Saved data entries
####################
//! Declarative macros for generating command tests.
//!
//! Instead of writing repetitive test functions for CLI parsing, command
//! execution and output formatting, declare the test cases and let the macro
//! generate the test code.

// =============================================================================
// CLI Test Macros
// =============================================================================

/// Generate a test for default values when a command is invoked with minimal args.
///
/// Fields may be nested (`common.result_type`).
#[macro_export]
macro_rules! cli_defaults_test {
    (
        command: $cmd:literal,
        variant: $variant:ident,
        required_args: [$($req_arg:literal),* $(,)?],
        defaults: {
            $($($def_field:ident).+ : $def_expected:expr),* $(,)?
        } $(,)?
    ) => {
        #[rstest]
        fn test_defaults() {
            let args = Args::try_parse_from(["worldclim_aql", $cmd, $($req_arg),*]).unwrap();
            match args.command {
                crate::commands::Command::$variant(cmd) => {
                    $(
                        assert_eq!(cmd.$($def_field).+, $def_expected,
                            concat!("Default value mismatch for field: ", stringify!($($def_field).+)));
                    )*
                }
                _ => panic!(concat!("Expected ", stringify!($variant), " command")),
            }
        }
    };
}

/// Generate a single CLI option test.
#[macro_export]
macro_rules! cli_option_test {
    (
        command: $cmd:literal,
        variant: $variant:ident,
        test_name: $test_name:ident,
        args: [$($arg:literal),+ $(,)?],
        field: $($field:ident).+,
        expected: $expected:expr $(,)?
    ) => {
        #[rstest]
        fn $test_name() {
            let args = Args::try_parse_from([
                "worldclim_aql",
                $cmd,
                $($arg),+
            ]).unwrap();
            match args.command {
                crate::commands::Command::$variant(cmd) => {
                    assert_eq!(cmd.$($field).+, $expected,
                        concat!("Field ", stringify!($($field).+), " mismatch"));
                }
                _ => panic!(concat!("Expected ", stringify!($variant), " command")),
            }
        }
    };
}

/// Generate a single CLI option test with required args.
#[macro_export]
macro_rules! cli_option_test_with_required {
    (
        command: $cmd:literal,
        variant: $variant:ident,
        required_args: [$($req_arg:literal),+ $(,)?],
        test_name: $test_name:ident,
        args: [$($arg:literal),+ $(,)?],
        field: $($field:ident).+,
        expected: $expected:expr $(,)?
    ) => {
        #[rstest]
        fn $test_name() {
            let args = Args::try_parse_from([
                "worldclim_aql",
                $cmd,
                $($req_arg,)+
                $($arg),+
            ]).unwrap();
            match args.command {
                crate::commands::Command::$variant(cmd) => {
                    assert_eq!(cmd.$($field).+, $expected,
                        concat!("Field ", stringify!($($field).+), " mismatch"));
                }
                _ => panic!(concat!("Expected ", stringify!($variant), " command")),
            }
        }
    };
}

/// Generate a test that verifies a command requires a specific argument.
///
/// # Example
///
/// ```ignore
/// cli_required_arg_test! {
///     command: "contains",
///     test_name: test_requires_collection,
///     args: ["--geometry", "{}"],
///     required_arg: "--collection",
/// }
/// ```
#[macro_export]
macro_rules! cli_required_arg_test {
    (
        command: $cmd:literal,
        test_name: $test_name:ident,
        args: [$($arg:literal),* $(,)?],
        required_arg: $req:literal $(,)?
    ) => {
        #[rstest]
        fn $test_name() {
            let result = Args::try_parse_from(["worldclim_aql", $cmd, $($arg),*]);
            assert!(result.is_err(), concat!("Command should require ", $req));
            assert!(
                result.unwrap_err().to_string().contains($req),
                concat!("Error should mention ", $req)
            );
        }
    };
}

/// Generate a test that verifies parsing fails with specific invalid args.
///
/// # Example
///
/// ```ignore
/// cli_error_test! {
///     command: "distance",
///     test_name: test_unknown_sort_rejected,
///     args: ["-c", "worldclim", "-g", "{}", "--sort", "SIDEWAYS"],
/// }
/// ```
#[macro_export]
macro_rules! cli_error_test {
    (
        command: $cmd:literal,
        test_name: $test_name:ident,
        args: [$($arg:literal),+ $(,)?] $(,)?
    ) => {
        #[rstest]
        fn $test_name() {
            let result = Args::try_parse_from([
                "worldclim_aql",
                $cmd,
                $($arg),+
            ]);
            assert!(result.is_err());
        }
    };
}

// =============================================================================
// Execute Test Macros
// =============================================================================

/// Generate a test that executes a command against a context fixture and
/// runs assertions on the result.
#[macro_export]
macro_rules! execute_test {
    (
        test_name: $test_name:ident,
        fixture: $fixture:ident,
        cmd: $cmd:expr,
        assertions: |$result:ident| $assertions:block $(,)?
    ) => {
        #[rstest]
        fn $test_name($fixture: crate::commands::QueryContext) {
            use crate::commands::Execute;
            let $result = $cmd.execute(&$fixture).expect("Execute should succeed");
            $assertions
        }
    };
}

/// Generate a test that verifies command execution fails.
#[macro_export]
macro_rules! execute_error_test {
    (
        test_name: $test_name:ident,
        fixture: $fixture:ident,
        cmd: $cmd:expr,
        contains: $needle:literal $(,)?
    ) => {
        #[rstest]
        fn $test_name($fixture: crate::commands::QueryContext) {
            use crate::commands::Execute;
            let err = $cmd.execute(&$fixture).expect_err("Execute should fail");
            assert!(
                err.to_string().contains($needle),
                "Error '{}' should contain '{}'",
                err,
                $needle
            );
        }
    };
}

// =============================================================================
// Output Test Macros
// =============================================================================

/// Generate a test that verifies table output matches expected string.
///
/// # Example
/// ```ignore
/// output_table_test! {
///     test_name: test_to_table_key,
///     fixture: key_result,
///     fixture_type: GeneratedQuery,
///     expected: KEY_TABLE,
/// }
/// ```
#[macro_export]
macro_rules! output_table_test {
    (
        test_name: $test_name:ident,
        fixture: $fixture:ident,
        fixture_type: $fixture_type:ty,
        expected: $expected:expr $(,)?
    ) => {
        #[rstest]
        fn $test_name($fixture: $fixture_type) {
            use crate::output::Outputable;
            assert_eq!($fixture.to_table(), $expected);
        }
    };
}

/// Generate a test that verifies table output contains expected strings.
#[macro_export]
macro_rules! output_table_contains_test {
    (
        test_name: $test_name:ident,
        fixture: $fixture:ident,
        fixture_type: $fixture_type:ty,
        contains: [$($needle:literal),* $(,)?] $(,)?
    ) => {
        #[rstest]
        fn $test_name($fixture: $fixture_type) {
            use crate::output::Outputable;
            let output = $fixture.to_table();
            $(
                assert!(output.contains($needle), concat!("Table output should contain: ", $needle));
            )*
        }
    };
}

/// Generate a test that verifies JSON output is valid and contains expected fields.
///
/// # Example
/// ```ignore
/// output_json_test! {
///     test_name: test_format_json,
///     fixture: key_result,
///     fixture_type: GeneratedQuery,
///     assertions: {
///         "operation": "contains",
///         "bindVars": json!({ "@collection": "worldclim" }),
///     },
/// }
/// ```
#[macro_export]
macro_rules! output_json_test {
    (
        test_name: $test_name:ident,
        fixture: $fixture:ident,
        fixture_type: $fixture_type:ty,
        assertions: { $($field:literal : $expected:expr),* $(,)? } $(,)?
    ) => {
        #[rstest]
        fn $test_name($fixture: $fixture_type) {
            use crate::output::{Outputable, OutputFormat};
            let output = $fixture.format(OutputFormat::Json);
            let parsed: serde_json::Value = serde_json::from_str(&output)
                .expect("Should produce valid JSON");
            $(
                assert_eq!(parsed[$field], $expected, concat!("JSON field mismatch: ", $field));
            )*
        }
    };
}

/// Generate a test that verifies toon output contains expected strings.
#[macro_export]
macro_rules! output_toon_test {
    (
        test_name: $test_name:ident,
        fixture: $fixture:ident,
        fixture_type: $fixture_type:ty,
        contains: [$($needle:literal),* $(,)?] $(,)?
    ) => {
        #[rstest]
        fn $test_name($fixture: $fixture_type) {
            use crate::output::{Outputable, OutputFormat};
            let output = $fixture.format(OutputFormat::Toon);
            $(
                assert!(output.contains($needle), concat!("Toon output should contain: ", $needle));
            )*
        }
    };
}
####################
To do ▸
Copy, please, exactly the lines that start at the first line of the data and end at the line containing "the test code.", both kept and no others.

Problem solution ▸
//! Declarative macros for generating command tests.
//!
//! Instead of writing repetitive test functions for CLI parsing, command
//! execution and output formatting, declare the test cases and let the macro
//! generate the test code.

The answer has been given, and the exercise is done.